Task
Give back all of the records underneath exactly, with no omissions.

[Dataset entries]
--------------------

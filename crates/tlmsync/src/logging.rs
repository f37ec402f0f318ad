use clap::ValueEnum;
use tracing_subscriber::EnvFilter;

#[derive(Copy, Clone, Debug, ValueEnum)]
pub enum LogFormat {
    Text,
    Json,
}

#[derive(Copy, Clone, Debug, ValueEnum)]
pub enum LogLevel {
    Error,
    Warn,
    Info,
    Debug,
    Trace,
}

impl LogLevel {
    fn directive(self) -> &'static str {
        match self {
            LogLevel::Error => "error",
            LogLevel::Warn => "warn",
            LogLevel::Info => "info",
            LogLevel::Debug => "debug",
            LogLevel::Trace => "trace",
        }
    }
}

/// Install the stderr subscriber. `RUST_LOG`, when set, overrides `level`.
pub fn init_logging(format: LogFormat, level: LogLevel) {
    let filter = EnvFilter::try_from_default_env()
        .unwrap_or_else(|_| EnvFilter::new(level.directive()));

    let builder = tracing_subscriber::fmt()
        .with_writer(std::io::stderr)
        .with_env_filter(filter)
        .with_ansi(false)
        .with_target(true);

    match format {
        LogFormat::Text => {
            let _ = builder.try_init();
        }
        LogFormat::Json => {
            let _ = builder.json().try_init();
        }
    }
}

--------------------

Written answer
filename crates/tlmsync/src/logging.rs
repository f37ec402f0f318ad
use clap::ValueEnum;
use tracing_subscriber::EnvFilter;

#[derive(Copy, Clone, Debug, ValueEnum)]
pub enum LogFormat {
    Text,
    Json,
}

#[derive(Copy, Clone, Debug, ValueEnum)]
pub enum LogLevel {
    Error,
    Warn,
    Info,
    Debug,
    Trace,
}

impl LogLevel {
    fn directive(self) -> &'static str {
        match self {
            LogLevel::Error => "error",
            LogLevel::Warn => "warn",
            LogLevel::Info => "info",
            LogLevel::Debug => "debug",
            LogLevel::Trace => "trace",
        }
    }
}

/// Install the stderr subscriber. `RUST_LOG`, when set, overrides `level`.
pub fn init_logging(format: LogFormat, level: LogLevel) {
    let filter = EnvFilter::try_from_default_env()
        .unwrap_or_else(|_| EnvFilter::new(level.directive()));

    let builder = tracing_subscriber::fmt()
        .with_writer(std::io::stderr)
        .with_env_filter(filter)
        .with_ansi(false)
        .with_target(true);

    match format {
        LogFormat::Text => {
            let _ = builder.try_init();
        }
        LogFormat::Json => {
            let _ = builder.json().try_init();
        }
    }
}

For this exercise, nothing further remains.